WHAT THIS TASK INVOLVES: Reproduce all of the data exactly as written.

+++ MATERIAL FOR THE TASK

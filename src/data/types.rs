use serde::{Deserialize, Serialize};

/// Canonical column type, independent of how the warehouse spells it
#[derive(Debug, Clone, Copy, PartialEq, Eq, Hash, Serialize, Deserialize)]
#[serde(rename_all = "UPPERCASE")]
pub enum ColumnType {
    String,
    Bytes,
    Bool,
    Int64,
    Float64,
    Numeric,
    BigNumeric,
    Date,
    Time,
    DateTime,
    Timestamp,
}

impl ColumnType {
    /// Map a warehouse-reported type name to its canonical tag.
    ///
    /// Accepts both standard SQL names (`INT64`, `FLOAT64`, `BOOL`) and the
    /// legacy aliases (`INTEGER`, `FLOAT`, `BOOLEAN`). Parameterized types such
    /// as `STRING(10)` or `NUMERIC(10, 2)` normalize to their base type.
    /// Anything unrecognized, including `ARRAY<…>`/`STRUCT<…>`, is `STRING`.
    pub fn normalize(raw: &str) -> Self {
        let base = raw
            .split(|c| c == '(' || c == '<')
            .next()
            .unwrap_or_default()
            .trim()
            .to_ascii_uppercase();

        match base.as_str() {
            "STRING" => ColumnType::String,
            "BYTES" => ColumnType::Bytes,
            "BOOL" | "BOOLEAN" => ColumnType::Bool,
            "INT64" | "INTEGER" | "INT" | "SMALLINT" | "BIGINT" | "TINYINT" | "BYTEINT" => {
                ColumnType::Int64
            }
            "FLOAT64" | "FLOAT" => ColumnType::Float64,
            "NUMERIC" | "DECIMAL" => ColumnType::Numeric,
            "BIGNUMERIC" | "BIGDECIMAL" => ColumnType::BigNumeric,
            "DATE" => ColumnType::Date,
            "TIME" => ColumnType::Time,
            "DATETIME" => ColumnType::DateTime,
            "TIMESTAMP" => ColumnType::Timestamp,
            _ => ColumnType::String,
        }
    }

    pub fn as_str(&self) -> &'static str {
        match self {
            ColumnType::String => "STRING",
            ColumnType::Bytes => "BYTES",
            ColumnType::Bool => "BOOL",
            ColumnType::Int64 => "INT64",
            ColumnType::Float64 => "FLOAT64",
            ColumnType::Numeric => "NUMERIC",
            ColumnType::BigNumeric => "BIGNUMERIC",
            ColumnType::Date => "DATE",
            ColumnType::Time => "TIME",
            ColumnType::DateTime => "DATETIME",
            ColumnType::Timestamp => "TIMESTAMP",
        }
    }
}

impl Default for ColumnType {
    fn default() -> Self {
        ColumnType::String
    }
}

impl std::fmt::Display for ColumnType {
    fn fmt(&self, f: &mut std::fmt::Formatter<'_>) -> std::fmt::Result {
        f.write_str(self.as_str())
    }
}

#[cfg(test)]
mod tests {
    use super::*;

    #[test]
    fn test_legacy_aliases() {
        assert_eq!(ColumnType::normalize("INTEGER"), ColumnType::Int64);
        assert_eq!(ColumnType::normalize("FLOAT"), ColumnType::Float64);
        assert_eq!(ColumnType::normalize("BOOLEAN"), ColumnType::Bool);
    }

    #[test]
    fn test_unknown_is_string() {
        assert_eq!(ColumnType::normalize("GEOGRAPHY"), ColumnType::String);
        assert_eq!(ColumnType::normalize("JSON"), ColumnType::String);
        assert_eq!(ColumnType::normalize(""), ColumnType::String);
        assert_eq!(ColumnType::normalize("ARRAY<INT64>"), ColumnType::String);
        assert_eq!(ColumnType::normalize("STRUCT<a INT64>"), ColumnType::String);
    }

    #[test]
    fn test_parameterized_and_case() {
        assert_eq!(ColumnType::normalize("NUMERIC(10, 2)"), ColumnType::Numeric);
        assert_eq!(ColumnType::normalize("STRING(255)"), ColumnType::String);
        assert_eq!(ColumnType::normalize("bignumeric"), ColumnType::BigNumeric);
        assert_eq!(ColumnType::normalize(" date "), ColumnType::Date);
        assert_eq!(ColumnType::normalize("DATETIME"), ColumnType::DateTime);
        assert_eq!(ColumnType::normalize("TIMESTAMP"), ColumnType::Timestamp);
    }

    #[test]
    fn test_display_roundtrips_through_normalize() {
        for ty in [
            ColumnType::String,
            ColumnType::Bytes,
            ColumnType::Bool,
            ColumnType::Int64,
            ColumnType::Float64,
            ColumnType::Numeric,
            ColumnType::BigNumeric,
            ColumnType::Date,
            ColumnType::Time,
            ColumnType::DateTime,
            ColumnType::Timestamp,
        ] {
            assert_eq!(ColumnType::normalize(&ty.to_string()), ty);
        }
    }
}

++++++

ANSWER BOX:
filename src/data/types.rs
use serde::{Deserialize, Serialize};

/// Canonical column type, independent of how the warehouse spells it
#[derive(Debug, Clone, Copy, PartialEq, Eq, Hash, Serialize, Deserialize)]
#[serde(rename_all = "UPPERCASE")]
pub enum ColumnType {
    String,
    Bytes,
    Bool,
    Int64,
    Float64,
    Numeric,
    BigNumeric,
    Date,
    Time,
    DateTime,
    Timestamp,
}

impl ColumnType {
    /// Map a warehouse-reported type name to its canonical tag.
    ///
    /// Accepts both standard SQL names (`INT64`, `FLOAT64`, `BOOL`) and the
    /// legacy aliases (`INTEGER`, `FLOAT`, `BOOLEAN`). Parameterized types such
    /// as `STRING(10)` or `NUMERIC(10, 2)` normalize to their base type.
    /// Anything unrecognized, including `ARRAY<…>`/`STRUCT<…>`, is `STRING`.
    pub fn normalize(raw: &str) -> Self {
        let base = raw
            .split(|c| c == '(' || c == '<')
            .next()
            .unwrap_or_default()
            .trim()
            .to_ascii_uppercase();

        match base.as_str() {
            "STRING" => ColumnType::String,
            "BYTES" => ColumnType::Bytes,
            "BOOL" | "BOOLEAN" => ColumnType::Bool,
            "INT64" | "INTEGER" | "INT" | "SMALLINT" | "BIGINT" | "TINYINT" | "BYTEINT" => {
                ColumnType::Int64
            }
            "FLOAT64" | "FLOAT" => ColumnType::Float64,
            "NUMERIC" | "DECIMAL" => ColumnType::Numeric,
            "BIGNUMERIC" | "BIGDECIMAL" => ColumnType::BigNumeric,
            "DATE" => ColumnType::Date,
            "TIME" => ColumnType::Time,
            "DATETIME" => ColumnType::DateTime,
            "TIMESTAMP" => ColumnType::Timestamp,
            _ => ColumnType::String,
        }
    }

    pub fn as_str(&self) -> &'static str {
        match self {
            ColumnType::String => "STRING",
            ColumnType::Bytes => "BYTES",
            ColumnType::Bool => "BOOL",
            ColumnType::Int64 => "INT64",
            ColumnType::Float64 => "FLOAT64",
            ColumnType::Numeric => "NUMERIC",
            ColumnType::BigNumeric => "BIGNUMERIC",
            ColumnType::Date => "DATE",
            ColumnType::Time => "TIME",
            ColumnType::DateTime => "DATETIME",
            ColumnType::Timestamp => "TIMESTAMP",
        }
    }
}

impl Default for ColumnType {
    fn default() -> Self {
        ColumnType::String
    }
}

impl std::fmt::Display for ColumnType {
    fn fmt(&self, f: &mut std::fmt::Formatter<'_>) -> std::fmt::Result {
        f.write_str(self.as_str())
    }
}

#[cfg(test)]
mod tests {
    use super::*;

    #[test]
    fn test_legacy_aliases() {
        assert_eq!(ColumnType::normalize("INTEGER"), ColumnType::Int64);
        assert_eq!(ColumnType::normalize("FLOAT"), ColumnType::Float64);
        assert_eq!(ColumnType::normalize("BOOLEAN"), ColumnType::Bool);
    }

    #[test]
    fn test_unknown_is_string() {
        assert_eq!(ColumnType::normalize("GEOGRAPHY"), ColumnType::String);
        assert_eq!(ColumnType::normalize("JSON"), ColumnType::String);
        assert_eq!(ColumnType::normalize(""), ColumnType::String);
        assert_eq!(ColumnType::normalize("ARRAY<INT64>"), ColumnType::String);
        assert_eq!(ColumnType::normalize("STRUCT<a INT64>"), ColumnType::String);
    }

    #[test]
    fn test_parameterized_and_case() {
        assert_eq!(ColumnType::normalize("NUMERIC(10, 2)"), ColumnType::Numeric);
        assert_eq!(ColumnType::normalize("STRING(255)"), ColumnType::String);
        assert_eq!(ColumnType::normalize("bignumeric"), ColumnType::BigNumeric);
        assert_eq!(ColumnType::normalize(" date "), ColumnType::Date);
        assert_eq!(ColumnType::normalize("DATETIME"), ColumnType::DateTime);
        assert_eq!(ColumnType::normalize("TIMESTAMP"), ColumnType::Timestamp);
    }

    #[test]
    fn test_display_roundtrips_through_normalize() {
        for ty in [
            ColumnType::String,
            ColumnType::Bytes,
            ColumnType::Bool,
            ColumnType::Int64,
            ColumnType::Float64,
            ColumnType::Numeric,
            ColumnType::BigNumeric,
            ColumnType::Date,
            ColumnType::Time,
            ColumnType::DateTime,
            ColumnType::Timestamp,
        ] {
            assert_eq!(ColumnType::normalize(&ty.to_string()), ty);
        }
    }
}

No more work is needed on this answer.